RECORDS PROVIDED: Begin
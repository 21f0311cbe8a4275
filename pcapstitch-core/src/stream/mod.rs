//! TCP stream reconstruction.
//!
//! Rebuilds the two byte streams of a TCP connection from captured segments
//! that may arrive in any order, optionally decrypting TLS on the way.
//!
//! ## Components
//!
//! - [`ConnectionKey`] - Direction-agnostic connection identity
//! - [`TcpReconstructor`] - Per-connection reassembly state machine
//! - [`ReconstructedStream`] - Output of a finished connection
//! - [`StreamManager`] - Frames in, streams out, via the session cache
//! - [`RoundTripTracker`] - Push-to-FIN timing from TCP timestamps
//!
//! ## Example
//!
//! ```rust,no_run
//! use pcapstitch_core::stream::{StreamConfig, StreamManager};
//!
//! let manager = StreamManager::new(StreamConfig::default());
//!
//! # let frames: Vec<(Vec<u8>, i64)> = Vec::new();
//! for (frame, timestamp_us) in &frames {
//!     if let Some(stream) = manager.process_frame(frame, *timestamp_us) {
//!         println!("{}", String::from_utf8_lossy(&stream.to_bytes()));
//!     }
//! }
//! for stream in manager.drain() {
//!     println!("{} bytes", stream.payload_len());
//! }
//! ```

mod connection;
mod manager;
mod reassembly;
mod roundtrip;

pub use crate::packet::TcpFlags;
pub use connection::{ConnectionKey, Direction, Endpoint};
pub use manager::{StreamConfig, StreamManager, DEFAULT_TLS_PORT};
pub use reassembly::{
    Fragment, Reassembly, ReconstructedStream, ReconstructorState, StreamChunk, StreamMetadata,
    TcpReconstructor,
};
pub use roundtrip::{RoundTrip, RoundTripTracker, DEFAULT_PUSH_TTL_US};
fn tls_direction(direction: Direction) -> TlsDirection {
    match direction {
        Direction::Initiator => TlsDirection::ClientToServer,
        Direction::Responder => TlsDirection::ServerToClient,
    }
}

fn seq_add(a: u32, n: usize) -> u32 {
    a.wrapping_add(n as u32)
}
RECORDS PROVIDED: End
BRIEF:
Working through the entries above, copy every line in which "StreamManager" is found.

TASK OUTPUT:
//! - [`StreamManager`] - Frames in, streams out, via the session cache
//! use pcapstitch_core::stream::{StreamConfig, StreamManager};
//! let manager = StreamManager::new(StreamConfig::default());
pub use manager::{StreamConfig, StreamManager, DEFAULT_TLS_PORT};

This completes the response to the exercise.